(DATASET RECORDS Opens)

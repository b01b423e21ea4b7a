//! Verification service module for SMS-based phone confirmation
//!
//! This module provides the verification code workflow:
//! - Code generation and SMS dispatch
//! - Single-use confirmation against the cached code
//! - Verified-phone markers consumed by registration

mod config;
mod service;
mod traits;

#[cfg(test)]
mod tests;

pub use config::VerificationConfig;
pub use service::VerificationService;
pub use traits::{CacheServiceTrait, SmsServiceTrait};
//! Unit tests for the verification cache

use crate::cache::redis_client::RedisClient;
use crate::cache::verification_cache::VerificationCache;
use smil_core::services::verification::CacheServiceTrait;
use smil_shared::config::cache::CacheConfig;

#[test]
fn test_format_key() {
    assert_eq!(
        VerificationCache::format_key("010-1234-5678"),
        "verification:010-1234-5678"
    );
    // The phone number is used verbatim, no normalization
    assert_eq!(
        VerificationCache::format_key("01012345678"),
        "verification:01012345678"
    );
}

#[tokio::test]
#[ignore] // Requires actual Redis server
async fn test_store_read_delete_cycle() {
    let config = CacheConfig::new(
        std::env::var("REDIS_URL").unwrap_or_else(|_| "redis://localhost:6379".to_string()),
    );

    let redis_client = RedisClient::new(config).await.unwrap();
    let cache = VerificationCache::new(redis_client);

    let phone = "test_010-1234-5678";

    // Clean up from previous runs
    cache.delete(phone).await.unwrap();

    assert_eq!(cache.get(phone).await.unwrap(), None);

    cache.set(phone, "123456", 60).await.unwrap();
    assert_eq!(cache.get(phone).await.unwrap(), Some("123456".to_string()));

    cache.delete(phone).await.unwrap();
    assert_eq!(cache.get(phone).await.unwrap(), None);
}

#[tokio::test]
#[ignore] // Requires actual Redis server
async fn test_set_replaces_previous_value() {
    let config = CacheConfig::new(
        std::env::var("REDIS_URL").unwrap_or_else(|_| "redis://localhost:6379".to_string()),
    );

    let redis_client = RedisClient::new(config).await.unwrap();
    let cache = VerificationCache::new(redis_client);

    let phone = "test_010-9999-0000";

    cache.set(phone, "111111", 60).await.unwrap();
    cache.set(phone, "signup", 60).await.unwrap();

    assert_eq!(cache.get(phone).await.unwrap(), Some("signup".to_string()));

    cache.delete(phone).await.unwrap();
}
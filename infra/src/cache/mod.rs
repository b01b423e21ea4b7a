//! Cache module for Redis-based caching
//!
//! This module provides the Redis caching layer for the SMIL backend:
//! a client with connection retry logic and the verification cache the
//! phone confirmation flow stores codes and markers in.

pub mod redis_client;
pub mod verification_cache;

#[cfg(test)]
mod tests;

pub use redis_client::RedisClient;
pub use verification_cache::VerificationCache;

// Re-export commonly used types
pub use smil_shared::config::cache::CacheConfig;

(DATASET RECORDS Closes)
(DATASET RECORDS Opens)

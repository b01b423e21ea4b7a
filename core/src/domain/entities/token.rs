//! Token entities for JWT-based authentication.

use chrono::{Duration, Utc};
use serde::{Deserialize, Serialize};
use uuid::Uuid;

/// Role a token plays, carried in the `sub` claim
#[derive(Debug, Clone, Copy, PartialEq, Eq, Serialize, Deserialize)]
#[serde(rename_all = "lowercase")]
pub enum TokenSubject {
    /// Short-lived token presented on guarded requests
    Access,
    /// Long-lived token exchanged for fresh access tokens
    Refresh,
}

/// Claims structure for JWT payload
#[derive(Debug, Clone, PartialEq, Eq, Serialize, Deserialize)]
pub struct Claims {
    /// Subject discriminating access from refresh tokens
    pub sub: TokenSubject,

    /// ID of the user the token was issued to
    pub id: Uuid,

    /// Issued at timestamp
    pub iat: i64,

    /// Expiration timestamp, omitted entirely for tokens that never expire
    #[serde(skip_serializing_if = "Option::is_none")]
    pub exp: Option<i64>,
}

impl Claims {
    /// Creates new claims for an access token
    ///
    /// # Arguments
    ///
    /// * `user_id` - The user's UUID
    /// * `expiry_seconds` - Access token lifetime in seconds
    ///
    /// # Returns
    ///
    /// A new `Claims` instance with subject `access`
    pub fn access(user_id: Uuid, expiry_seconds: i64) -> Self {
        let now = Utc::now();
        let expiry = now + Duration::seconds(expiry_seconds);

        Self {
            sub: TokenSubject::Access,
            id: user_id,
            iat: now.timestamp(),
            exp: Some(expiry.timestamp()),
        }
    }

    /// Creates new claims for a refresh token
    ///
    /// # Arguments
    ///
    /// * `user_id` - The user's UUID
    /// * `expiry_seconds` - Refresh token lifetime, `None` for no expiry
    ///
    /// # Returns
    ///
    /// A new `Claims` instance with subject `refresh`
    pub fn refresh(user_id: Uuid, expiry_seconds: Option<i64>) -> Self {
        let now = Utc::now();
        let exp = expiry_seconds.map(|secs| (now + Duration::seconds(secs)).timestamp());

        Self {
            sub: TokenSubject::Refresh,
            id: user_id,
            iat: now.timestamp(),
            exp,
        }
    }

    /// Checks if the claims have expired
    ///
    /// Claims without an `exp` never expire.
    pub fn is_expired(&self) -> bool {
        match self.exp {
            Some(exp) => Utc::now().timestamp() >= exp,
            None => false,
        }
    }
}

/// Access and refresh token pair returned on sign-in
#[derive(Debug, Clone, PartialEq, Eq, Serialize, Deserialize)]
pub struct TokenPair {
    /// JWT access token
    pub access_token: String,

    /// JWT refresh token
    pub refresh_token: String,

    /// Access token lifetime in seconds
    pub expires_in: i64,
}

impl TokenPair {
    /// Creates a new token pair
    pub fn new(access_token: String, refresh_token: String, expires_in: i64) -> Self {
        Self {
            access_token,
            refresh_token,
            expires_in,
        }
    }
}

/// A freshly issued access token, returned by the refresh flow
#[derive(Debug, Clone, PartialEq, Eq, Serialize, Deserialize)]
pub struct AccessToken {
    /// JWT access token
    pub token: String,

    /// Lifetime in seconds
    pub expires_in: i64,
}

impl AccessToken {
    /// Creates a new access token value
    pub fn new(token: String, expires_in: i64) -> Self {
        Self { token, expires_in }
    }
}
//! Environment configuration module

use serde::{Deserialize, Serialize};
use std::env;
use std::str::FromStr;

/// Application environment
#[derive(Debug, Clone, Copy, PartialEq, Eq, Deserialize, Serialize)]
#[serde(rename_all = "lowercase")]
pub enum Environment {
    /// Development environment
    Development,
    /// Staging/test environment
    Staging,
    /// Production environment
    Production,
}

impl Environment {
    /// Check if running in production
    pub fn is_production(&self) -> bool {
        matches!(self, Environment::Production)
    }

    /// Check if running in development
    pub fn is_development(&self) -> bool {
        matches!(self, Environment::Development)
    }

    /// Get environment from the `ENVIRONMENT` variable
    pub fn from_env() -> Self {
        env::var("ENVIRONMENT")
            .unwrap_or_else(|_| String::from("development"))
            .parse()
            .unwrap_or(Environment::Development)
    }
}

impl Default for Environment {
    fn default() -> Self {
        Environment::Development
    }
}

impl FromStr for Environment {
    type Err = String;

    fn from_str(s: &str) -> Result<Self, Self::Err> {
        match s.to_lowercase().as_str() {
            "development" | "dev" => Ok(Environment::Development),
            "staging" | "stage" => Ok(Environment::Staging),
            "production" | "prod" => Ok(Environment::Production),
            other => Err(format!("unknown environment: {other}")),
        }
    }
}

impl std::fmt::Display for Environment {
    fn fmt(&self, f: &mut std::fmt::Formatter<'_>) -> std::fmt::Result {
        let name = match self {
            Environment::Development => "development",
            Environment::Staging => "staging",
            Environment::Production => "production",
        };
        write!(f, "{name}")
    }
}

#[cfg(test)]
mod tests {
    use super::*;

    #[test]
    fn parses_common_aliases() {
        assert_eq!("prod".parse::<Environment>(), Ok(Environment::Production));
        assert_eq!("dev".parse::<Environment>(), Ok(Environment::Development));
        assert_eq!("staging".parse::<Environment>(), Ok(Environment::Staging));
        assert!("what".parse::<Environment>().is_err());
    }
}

(DATASET RECORDS Closes)
(DATASET RECORDS Opens)

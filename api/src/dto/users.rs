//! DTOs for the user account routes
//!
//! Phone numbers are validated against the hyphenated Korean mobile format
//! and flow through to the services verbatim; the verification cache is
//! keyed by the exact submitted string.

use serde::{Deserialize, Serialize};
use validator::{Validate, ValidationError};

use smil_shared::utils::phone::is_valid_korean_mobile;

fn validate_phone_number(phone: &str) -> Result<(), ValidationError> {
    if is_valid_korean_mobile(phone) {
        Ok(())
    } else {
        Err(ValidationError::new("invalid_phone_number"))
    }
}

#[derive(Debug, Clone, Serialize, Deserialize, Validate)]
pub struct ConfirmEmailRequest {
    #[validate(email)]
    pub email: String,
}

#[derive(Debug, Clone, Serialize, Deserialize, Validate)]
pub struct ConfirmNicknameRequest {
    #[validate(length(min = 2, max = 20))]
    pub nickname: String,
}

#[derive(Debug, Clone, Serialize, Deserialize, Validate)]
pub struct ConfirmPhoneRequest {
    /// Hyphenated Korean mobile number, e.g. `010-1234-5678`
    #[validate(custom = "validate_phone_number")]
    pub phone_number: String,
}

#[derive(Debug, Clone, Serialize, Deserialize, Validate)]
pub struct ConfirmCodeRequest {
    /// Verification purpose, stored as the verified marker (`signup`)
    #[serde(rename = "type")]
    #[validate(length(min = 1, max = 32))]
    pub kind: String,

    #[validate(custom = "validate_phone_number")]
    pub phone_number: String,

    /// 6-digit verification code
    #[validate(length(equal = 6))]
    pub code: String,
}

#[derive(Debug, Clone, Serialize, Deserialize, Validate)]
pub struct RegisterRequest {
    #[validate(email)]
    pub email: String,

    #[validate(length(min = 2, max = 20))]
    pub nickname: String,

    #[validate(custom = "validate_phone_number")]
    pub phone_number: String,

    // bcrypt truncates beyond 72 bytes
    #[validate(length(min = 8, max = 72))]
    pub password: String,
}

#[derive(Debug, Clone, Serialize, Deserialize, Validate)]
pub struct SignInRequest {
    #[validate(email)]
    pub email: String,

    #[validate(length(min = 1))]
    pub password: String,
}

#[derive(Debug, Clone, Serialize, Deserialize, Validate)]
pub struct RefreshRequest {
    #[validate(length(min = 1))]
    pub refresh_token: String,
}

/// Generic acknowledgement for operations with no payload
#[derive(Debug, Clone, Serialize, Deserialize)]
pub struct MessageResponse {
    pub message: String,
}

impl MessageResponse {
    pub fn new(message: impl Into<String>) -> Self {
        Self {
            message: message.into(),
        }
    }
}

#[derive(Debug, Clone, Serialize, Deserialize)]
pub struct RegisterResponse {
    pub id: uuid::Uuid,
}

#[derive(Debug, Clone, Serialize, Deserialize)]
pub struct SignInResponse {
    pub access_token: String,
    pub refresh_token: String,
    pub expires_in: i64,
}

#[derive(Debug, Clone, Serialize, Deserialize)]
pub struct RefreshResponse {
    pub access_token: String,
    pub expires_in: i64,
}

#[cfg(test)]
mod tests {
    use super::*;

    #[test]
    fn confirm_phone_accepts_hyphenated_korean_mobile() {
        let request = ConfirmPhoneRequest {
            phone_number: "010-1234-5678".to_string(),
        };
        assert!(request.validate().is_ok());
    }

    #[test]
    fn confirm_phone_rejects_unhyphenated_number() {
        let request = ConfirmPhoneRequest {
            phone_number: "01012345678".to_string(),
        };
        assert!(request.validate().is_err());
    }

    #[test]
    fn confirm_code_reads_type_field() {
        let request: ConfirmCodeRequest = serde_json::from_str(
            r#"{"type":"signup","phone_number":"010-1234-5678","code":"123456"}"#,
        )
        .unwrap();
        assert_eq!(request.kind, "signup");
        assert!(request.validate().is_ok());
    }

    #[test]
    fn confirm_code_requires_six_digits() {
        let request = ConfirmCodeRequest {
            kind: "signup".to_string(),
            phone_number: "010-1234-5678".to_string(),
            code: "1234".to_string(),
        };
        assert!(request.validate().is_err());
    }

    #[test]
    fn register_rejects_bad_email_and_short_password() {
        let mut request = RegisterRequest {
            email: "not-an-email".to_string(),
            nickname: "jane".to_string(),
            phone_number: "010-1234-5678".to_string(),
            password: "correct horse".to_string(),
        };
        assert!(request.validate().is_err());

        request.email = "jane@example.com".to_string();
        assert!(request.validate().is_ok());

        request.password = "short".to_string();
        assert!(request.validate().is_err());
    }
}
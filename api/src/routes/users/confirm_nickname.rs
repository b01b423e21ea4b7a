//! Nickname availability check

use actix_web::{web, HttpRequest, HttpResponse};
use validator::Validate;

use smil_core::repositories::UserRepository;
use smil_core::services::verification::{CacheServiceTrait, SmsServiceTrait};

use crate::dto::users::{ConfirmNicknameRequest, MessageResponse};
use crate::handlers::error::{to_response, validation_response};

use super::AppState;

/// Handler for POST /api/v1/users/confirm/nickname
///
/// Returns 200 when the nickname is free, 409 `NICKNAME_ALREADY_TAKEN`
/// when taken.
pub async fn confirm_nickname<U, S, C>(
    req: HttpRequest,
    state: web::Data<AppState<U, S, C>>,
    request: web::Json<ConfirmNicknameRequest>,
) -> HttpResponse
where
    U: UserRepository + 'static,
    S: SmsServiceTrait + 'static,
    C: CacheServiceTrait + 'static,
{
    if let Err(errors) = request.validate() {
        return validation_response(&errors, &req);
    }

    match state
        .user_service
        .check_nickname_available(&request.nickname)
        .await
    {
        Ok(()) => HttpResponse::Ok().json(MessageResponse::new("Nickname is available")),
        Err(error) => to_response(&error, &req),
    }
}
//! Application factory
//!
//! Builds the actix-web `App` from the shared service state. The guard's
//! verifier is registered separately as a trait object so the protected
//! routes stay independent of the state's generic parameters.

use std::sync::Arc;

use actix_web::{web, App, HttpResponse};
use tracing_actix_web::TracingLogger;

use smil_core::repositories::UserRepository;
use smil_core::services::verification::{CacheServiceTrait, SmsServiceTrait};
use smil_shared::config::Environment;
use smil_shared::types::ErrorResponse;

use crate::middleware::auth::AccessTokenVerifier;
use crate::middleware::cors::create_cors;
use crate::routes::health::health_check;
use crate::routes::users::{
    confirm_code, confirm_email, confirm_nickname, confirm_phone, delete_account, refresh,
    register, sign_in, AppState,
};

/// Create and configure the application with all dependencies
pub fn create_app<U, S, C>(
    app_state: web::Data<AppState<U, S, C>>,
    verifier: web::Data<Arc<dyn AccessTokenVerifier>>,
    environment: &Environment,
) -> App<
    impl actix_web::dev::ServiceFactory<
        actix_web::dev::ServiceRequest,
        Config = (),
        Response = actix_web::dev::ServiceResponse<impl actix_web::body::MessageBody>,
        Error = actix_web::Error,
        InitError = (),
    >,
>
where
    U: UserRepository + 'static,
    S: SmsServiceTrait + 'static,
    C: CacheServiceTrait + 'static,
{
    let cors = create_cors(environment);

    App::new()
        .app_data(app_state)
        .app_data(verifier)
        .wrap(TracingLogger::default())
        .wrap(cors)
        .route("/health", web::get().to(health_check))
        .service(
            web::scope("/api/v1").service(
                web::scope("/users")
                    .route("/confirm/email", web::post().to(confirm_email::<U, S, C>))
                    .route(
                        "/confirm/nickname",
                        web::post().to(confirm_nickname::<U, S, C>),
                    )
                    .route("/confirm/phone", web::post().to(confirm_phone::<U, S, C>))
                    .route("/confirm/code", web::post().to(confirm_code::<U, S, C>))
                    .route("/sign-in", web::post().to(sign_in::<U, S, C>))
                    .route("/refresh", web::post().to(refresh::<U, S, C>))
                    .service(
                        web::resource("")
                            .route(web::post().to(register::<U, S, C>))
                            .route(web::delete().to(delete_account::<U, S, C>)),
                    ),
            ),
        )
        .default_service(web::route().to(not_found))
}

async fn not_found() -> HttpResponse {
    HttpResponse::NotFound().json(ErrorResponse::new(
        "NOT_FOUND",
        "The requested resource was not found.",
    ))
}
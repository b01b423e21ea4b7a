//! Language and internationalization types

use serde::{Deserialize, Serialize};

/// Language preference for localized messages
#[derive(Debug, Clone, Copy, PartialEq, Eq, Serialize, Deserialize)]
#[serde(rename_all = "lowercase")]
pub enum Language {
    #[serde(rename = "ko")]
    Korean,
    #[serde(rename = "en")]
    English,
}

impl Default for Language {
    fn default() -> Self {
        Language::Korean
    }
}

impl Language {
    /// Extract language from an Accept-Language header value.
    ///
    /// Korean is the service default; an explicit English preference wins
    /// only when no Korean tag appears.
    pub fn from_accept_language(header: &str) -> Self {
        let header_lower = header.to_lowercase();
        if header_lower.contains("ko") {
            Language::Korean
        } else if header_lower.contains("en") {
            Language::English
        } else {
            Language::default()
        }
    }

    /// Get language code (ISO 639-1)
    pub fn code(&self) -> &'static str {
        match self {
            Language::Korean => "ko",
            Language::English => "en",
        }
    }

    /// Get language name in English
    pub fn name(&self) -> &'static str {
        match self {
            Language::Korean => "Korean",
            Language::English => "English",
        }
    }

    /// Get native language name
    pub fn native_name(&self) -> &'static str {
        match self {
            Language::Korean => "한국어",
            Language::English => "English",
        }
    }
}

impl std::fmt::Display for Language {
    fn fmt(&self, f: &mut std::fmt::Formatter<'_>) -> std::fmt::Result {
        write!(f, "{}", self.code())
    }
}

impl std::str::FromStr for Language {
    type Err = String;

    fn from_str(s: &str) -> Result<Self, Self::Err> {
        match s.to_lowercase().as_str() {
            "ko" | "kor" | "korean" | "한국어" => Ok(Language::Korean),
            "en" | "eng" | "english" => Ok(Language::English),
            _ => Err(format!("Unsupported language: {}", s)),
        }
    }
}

(DATASET RECORDS Closes)

TO DO ▸ Above are the records; repeat exactly the lines from the one holding "match state" down to the one holding "state. The guard's", end lines included.

SOLUTION TO THIS PROBLEM ▸
    match state
        .user_service
        .check_nickname_available(&request.nickname)
        .await
    {
        Ok(()) => HttpResponse::Ok().json(MessageResponse::new("Nickname is available")),
        Err(error) => to_response(&error, &req),
    }
}
//! Application factory
//!
//! Builds the actix-web `App` from the shared service state. The guard's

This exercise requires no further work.